Looking more carefully at what’s happening here, we might instead see an attempt to bridge the historical gap (which developed across the 19th and 20th centuries) between scientific/psychiatric knowledge of ‘the brain’ and its activities, on the one hand and psychotherapeutic understandings of psychosocial life challenges and the relationships that might ameliorate them, on the other. What these courses do is to try to elaborate or enliven the hyphen in ‘brain-body,’ to come to know what that connection might be and thus to understand better what might help trauma survivors to live with less suffering. Stitching across such vast, defended gaps is not easy. It involves the development of a new field blending technoscience, biomedicine and psychotherapeutic care. And money. This new field is occurring within universities and outside them – in psychotherapists’ offices, in social work encounters and in homes. As adopters, my partner and I were trained by social services and charities to ‘therapeutically parent’ along these lines (Mackenzie and Roberts, 2017). Here, in its North American form, such learning involves a website, frequent emails offering ‘special prices’ and intriguing ‘tasters’. If I want to know more – and I do – I have to buy.

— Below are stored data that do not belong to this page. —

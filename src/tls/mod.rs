//! TLS certificate inspection (`with-tls` feature).
//!
//! The public entry point is [`inspect_certificate`], which performs a full
//! handshake (TLS 1.2 minimum) against the target host, reads the peer
//! certificate and extracts the metadata a report needs. Chain validity is
//! whatever the platform trust store says; no extra verification is layered
//! on top.

mod cert;
mod error;
mod inspect;
mod types;

pub use error::TlsError;
pub use types::{
    CertificateInfo, DEFAULT_TLS_TIMEOUT, ExpiryStatus, TlsInspectOptions,
};

/// Inspects the certificate presented by `host` on port 443 with the default
/// timeout.
pub fn inspect_certificate(host: &str) -> Result<CertificateInfo, TlsError> {
    inspect_certificate_with_options(host, &TlsInspectOptions::default())
}

pub fn inspect_certificate_with_options(
    host: &str,
    options: &TlsInspectOptions,
) -> Result<CertificateInfo, TlsError> {
    inspect::inspect(host, options)
}

#[cfg(test)]
mod tests;
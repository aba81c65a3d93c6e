#![forbid(unsafe_code)]
//! dnstoolbox_lib — multi-resolver DNS consistency checks and TLS
//! certificate inspection.
//!
//! Queries are always run against explicit public resolvers so answers stay
//! attributable, and the Microsoft 365 bundle cross-checks the panel for
//! propagation discrepancies.

pub mod resolver;
pub use resolver::{
    DEFAULT_QUERY_TIMEOUT, DnsError, DnsErrorKind, QueryOutcome, RecordType, ResolverEndpoint,
    ResolverPanel, query_first_txt_containing, query_record, query_record_with_timeout,
    query_subdomain_cname,
};

pub mod m365;
pub use m365::{
    CheckName, CheckOutput, Discrepancy, DkimState, M365Options, M365Report, ResultMatrix,
    ValueGroup, Verdict, check_m365, check_m365_with_options, outlook_mx_targets,
};

#[cfg(feature = "with-tls")]
pub mod tls;
#[cfg(feature = "with-tls")]
pub use tls::{
    CertificateInfo, DEFAULT_TLS_TIMEOUT, ExpiryStatus, TlsError, TlsInspectOptions,
    inspect_certificate, inspect_certificate_with_options,
};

These emails have a troubling aura of salespersonship. But each one, and indeed their regularity, gives me hope. Out there, intelligent and committed people are thinking about suffering, and doing things to try to help. Remaking our brain-bodies one email at a time.

Author: Celia Roberts

 

Further reading:

Mackenzie, Adrian and Roberts, Celia. 2017 Adopting Neuroscience: Parenting and affective indeterminacy. Body & Society 23(3): 130-155

Rose, Nikolas. 2019. Our Psychiatric Future: The politics of mental health. Cambridge, UK: Polity Press

Wilson, Elizabeth. 2004 Psychosomatic: Feminism and the Neurological Body. Durham: Duke University Press

Posted in TiP Lexicon.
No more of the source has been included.